:: Exercise material

use axum::Json;
use serde_json::{Value, json};

#[utoipa::path(
    get,
    path = "/api/health",
    responses(
        (status = 200, description = "Service is healthy")
    )
)]
pub async fn health_check() -> Json<Value> {
    Json(json!({
        "status": "ok",
        "service": "nearby-places",
        "version": env!("CARGO_PKG_VERSION")
    }))
}
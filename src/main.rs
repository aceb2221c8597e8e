use std::net::SocketAddr;
use std::sync::Arc;
use tracing_subscriber::{layer::SubscriberExt, util::SubscriberInitExt};

use nearby_places::domain::PositionSource;
use nearby_places::infrastructure::AppState;
use nearby_places::services::{Locator, StaticPositionSource};
use nearby_places::{config, server};

#[tokio::main]
async fn main() {
    // Initialize tracing
    tracing_subscriber::registry()
        .with(
            tracing_subscriber::EnvFilter::try_from_default_env()
                .unwrap_or_else(|_| "nearby_places=debug,tower_http=debug".into()),
        )
        .with(tracing_subscriber::fmt::layer().with_writer(std::io::stderr))
        .init();

    // Load configuration
    dotenvy::dotenv().ok();
    let config = config::Config::from_env();

    let state = match AppState::from_config(&config) {
        Ok(state) => state,
        Err(e) => {
            tracing::error!("Failed to initialize HTTP clients: {}", e);
            std::process::exit(1);
        }
    };

    // Locate once, then load places around the starting point in the background
    let device: Option<Arc<dyn PositionSource>> = config
        .device_position
        .map(|p| Arc::new(StaticPositionSource(p)) as Arc<dyn PositionSource>);
    let start = Locator::new(device).locate().await;

    let map = state.map.clone();
    tokio::spawn(async move {
        let outcome = map.relocate(start).await;
        tracing::info!("Initial place fetch: {:?}", outcome);
    });

    let app = server::build_router(state, &config.cors_allowed_origins);

    // Find available port
    let Some(port) = server::find_available_port(config.port) else {
        tracing::error!("No free port found from {}", config.port);
        std::process::exit(1);
    };

    if port != config.port {
        tracing::warn!(
            "Preferred port {} was not available, using port {} instead",
            config.port,
            port
        );
    }

    // Start server
    let addr = SocketAddr::from(([0, 0, 0, 0], port));
    tracing::info!("Nearby places server listening on {}", addr);

    let listener = match tokio::net::TcpListener::bind(addr).await {
        Ok(listener) => listener,
        Err(e) => {
            tracing::error!("Failed to bind to {}: {}", addr, e);
            std::process::exit(1);
        }
    };

    if let Err(e) = axum::serve(listener, app).await {
        tracing::error!("Server error: {}", e);
    }
}
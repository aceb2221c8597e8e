//! Infrastructure layer - Framework implementations
//!
//! This layer contains:
//! - Configuration loading (config)
//! - Router assembly and port selection (server)
//! - Application state (state)

pub mod config;
pub mod server;
pub mod state;

pub use state::AppState;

::::

### Exercise aim:
The expected answer is an exact copy of the lines above, beginning at the line with "let listener = match" and ending at the line with "pub mod config;", with both ends in.

### Response below:
    let listener = match tokio::net::TcpListener::bind(addr).await {
        Ok(listener) => listener,
        Err(e) => {
            tracing::error!("Failed to bind to {}: {}", addr, e);
            std::process::exit(1);
        }
    };

    if let Err(e) = axum::serve(listener, app).await {
        tracing::error!("Server error: {}", e);
    }
}
repository aceb2221c8597e8e
//! Infrastructure layer - Framework implementations
//!
//! This layer contains:
//! - Configuration loading (config)
//! - Router assembly and port selection (server)
//! - Application state (state)

pub mod config;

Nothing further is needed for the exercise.